▶ [About this exercise]: Please copy out every line in the entries that includes the word "usize".

Stored data:

────────────────────

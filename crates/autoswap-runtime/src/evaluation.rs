//! The evaluation loop.
//!
//! One pass enumerates every agent, evaluates each active agent's enabled
//! rules in stored order, and dispatches the ready ones to the executor.
//! Different agents are evaluated concurrently up to `max_parallel_agents`;
//! one agent's rules always run one after another.
//!
//! A pass is started by the interval timer or by a signal trigger. Both run
//! the same routine. A failure inside one agent's evaluation is logged and
//! counted and never aborts the pass; only an unreachable chain stops the
//! loop.

use std::sync::Arc;

use tokio::{
    sync::{mpsc, watch, Semaphore},
    task::JoinSet,
    time::{interval, MissedTickBehavior},
};
use tracing::{debug, error, info, warn};

use autoswap_contracts::{
    agent::AgentId,
    error::{AutoswapError, AutoswapResult},
    Timestamp,
};
use autoswap_core::{
    config::SchedulerConfig,
    timing::Clock,
    traits::{ChainReader, RuleEvaluator, SignalSource},
    DualPathExecutor,
};

use crate::trigger::Trigger;

/// Counters for one pass, or for one agent within a pass.
#[derive(Debug, Clone, Copy, Default, PartialEq, Eq)]
pub struct PassReport {
    pub agents_seen: usize,
    /// Agents that were active and had their rules evaluated.
    pub agents_evaluated: usize,
    pub rules_dispatched: usize,
    pub succeeded: usize,
    pub failed: usize,
    /// Dispatches the gate refused at commit time.
    pub gate_rejected: usize,
    /// Agent read failures and executor errors.
    pub errors: usize,
}

impl PassReport {
    fn merge(&mut self, other: &PassReport) {
        self.agents_seen += other.agents_seen;
        self.agents_evaluated += other.agents_evaluated;
        self.rules_dispatched += other.rules_dispatched;
        self.succeeded += other.succeeded;
        self.failed += other.failed;
        self.gate_rejected += other.gate_rejected;
        self.errors += other.errors;
    }
}

/// Totals over the lifetime of [`EvaluationLoop::run`].
#[derive(Debug, Clone, Copy, Default, PartialEq, Eq)]
pub struct LoopStats {
    pub tick_passes: u64,
    pub signal_passes: u64,
    /// Triggers folded into a pass that was already about to run.
    pub coalesced_triggers: u64,
    pub failed_passes: u64,
    pub totals: PassReport,
}

/// The collaborators an evaluation loop drives.
#[derive(Clone)]
pub struct LoopDeps {
    pub chain: Arc<dyn ChainReader>,
    pub signals: Arc<dyn SignalSource>,
    pub evaluator: Arc<dyn RuleEvaluator>,
    pub executor: Arc<DualPathExecutor>,
    pub clock: Arc<dyn Clock>,
}

#[derive(Clone)]
pub struct EvaluationLoop {
    deps: LoopDeps,
    config: SchedulerConfig,
    permits: Arc<Semaphore>,
}

impl EvaluationLoop {
    pub fn new(deps: LoopDeps, config: SchedulerConfig) -> Self {
        let permits = Arc::new(Semaphore::new(config.max_parallel_agents.max(1)));
        Self { deps, config, permits }
    }

    /// Run one evaluation pass over every agent at the clock's current time.
    ///
    /// # Errors
    ///
    /// Returns `Err` only if the agent list cannot be read. Per-agent
    /// failures are counted in the report.
    pub async fn evaluate_pass(&self) -> AutoswapResult<PassReport> {
        let now = self.deps.clock.now();
        let agent_ids = self.deps.chain.list_agents().await?;
        let mut report = PassReport { agents_seen: agent_ids.len(), ..PassReport::default() };

        let mut tasks = JoinSet::new();
        for agent_id in agent_ids {
            let permit = Arc::clone(&self.permits).acquire_owned().await.map_err(|_| {
                AutoswapError::ConfigError { reason: "evaluation permits closed".to_string() }
            })?;
            let this = self.clone();
            tasks.spawn(async move {
                let _permit = permit;
                (agent_id, this.evaluate_agent(agent_id, now).await)
            });
        }

        while let Some(joined) = tasks.join_next().await {
            match joined {
                Ok((_, Ok(agent_report))) => report.merge(&agent_report),
                Ok((agent_id, Err(err))) => {
                    report.errors += 1;
                    error!(agent_id = %agent_id, error = %err, "agent evaluation failed, skipping");
                }
                Err(join_err) => {
                    report.errors += 1;
                    error!(error = %join_err, "agent evaluation task aborted");
                }
            }
        }

        info!(
            now,
            agents = report.agents_seen,
            evaluated = report.agents_evaluated,
            dispatched = report.rules_dispatched,
            succeeded = report.succeeded,
            failed = report.failed,
            errors = report.errors,
            "evaluation pass complete"
        );
        Ok(report)
    }

    async fn evaluate_agent(&self, agent_id: AgentId, now: Timestamp) -> AutoswapResult<PassReport> {
        let mut report = PassReport::default();

        let agent = self.deps.chain.get_agent(agent_id).await?;
        if !agent.is_active() {
            debug!(agent_id = %agent_id, status = ?agent.status, "agent not active, skipping");
            return Ok(report);
        }
        report.agents_evaluated = 1;

        let rules = self.deps.chain.get_rules(agent_id).await?;
        let latest = self.deps.signals.latest_signal(&agent.pair.pool_id).await?;
        let ready = self.deps.evaluator.ready_rules(&agent, &rules, latest.as_ref(), now);

        for rule_index in ready {
            report.rules_dispatched += 1;
            match self.deps.executor.execute(&agent, rule_index, &rules[rule_index]).await {
                Ok(result) if result.success => report.succeeded += 1,
                Ok(result) => {
                    report.failed += 1;
                    warn!(
                        agent_id = %agent_id,
                        rule_index,
                        path = ?result.path,
                        error = result.error.as_deref().unwrap_or(""),
                        "execution failed"
                    );
                }
                Err(err) if err.is_gate_rejection() => {
                    report.gate_rejected += 1;
                    debug!(agent_id = %agent_id, rule_index, reason = %err, "dispatch rejected at gate");
                }
                Err(err) => {
                    report.errors += 1;
                    error!(agent_id = %agent_id, rule_index, error = %err, "dispatch error");
                }
            }
        }

        Ok(report)
    }

    /// Run passes on every timer tick and every trigger until `shutdown`
    /// flips to `true` or its sender is dropped.
    ///
    /// # Errors
    ///
    /// Returns `ChainUnavailable` when a pass cannot reach the chain at all.
    pub async fn run(
        &self,
        mut triggers: mpsc::Receiver<Trigger>,
        mut shutdown: watch::Receiver<bool>,
    ) -> AutoswapResult<LoopStats> {
        let mut ticker = interval(self.config.tick_interval());
        ticker.set_missed_tick_behavior(MissedTickBehavior::Skip);
        let mut stats = LoopStats::default();
        let mut triggers_open = true;

        info!(
            tick_interval_secs = self.config.tick_interval_secs,
            max_parallel_agents = self.config.max_parallel_agents,
            "evaluation loop started"
        );

        loop {
            let cause = tokio::select! {
                changed = shutdown.changed() => {
                    if changed.is_err() || *shutdown.borrow() {
                        break;
                    }
                    continue;
                }
                _ = ticker.tick() => Trigger::Tick,
                received = triggers.recv(), if triggers_open => match received {
                    Some(trigger) => trigger,
                    None => {
                        debug!("trigger channel closed, continuing on timer only");
                        triggers_open = false;
                        continue;
                    }
                },
            };

            while let Ok(extra) = triggers.try_recv() {
                stats.coalesced_triggers += 1;
                debug!(trigger = ?extra, "trigger coalesced into pending pass");
            }

            match &cause {
                Trigger::Tick => stats.tick_passes += 1,
                Trigger::Signal { pool_id, sequence } => {
                    stats.signal_passes += 1;
                    debug!(pool = %pool_id, sequence, "signal-triggered pass");
                }
            }

            match self.evaluate_pass().await {
                Ok(report) => stats.totals.merge(&report),
                Err(err) => {
                    stats.failed_passes += 1;
                    error!(error = %err, "evaluation pass failed");
                    if matches!(err, AutoswapError::ChainUnavailable { .. }) {
                        return Err(err);
                    }
                }
            }
        }

        info!(
            tick_passes = stats.tick_passes,
            signal_passes = stats.signal_passes,
            failed_passes = stats.failed_passes,
            "evaluation loop stopped"
        );
        Ok(stats)
    }
}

────────────────────

▶ [Task answer]:
    pub agents_seen: usize,
    pub agents_evaluated: usize,
    pub rules_dispatched: usize,
    pub succeeded: usize,
    pub failed: usize,
    pub gate_rejected: usize,
    pub errors: usize,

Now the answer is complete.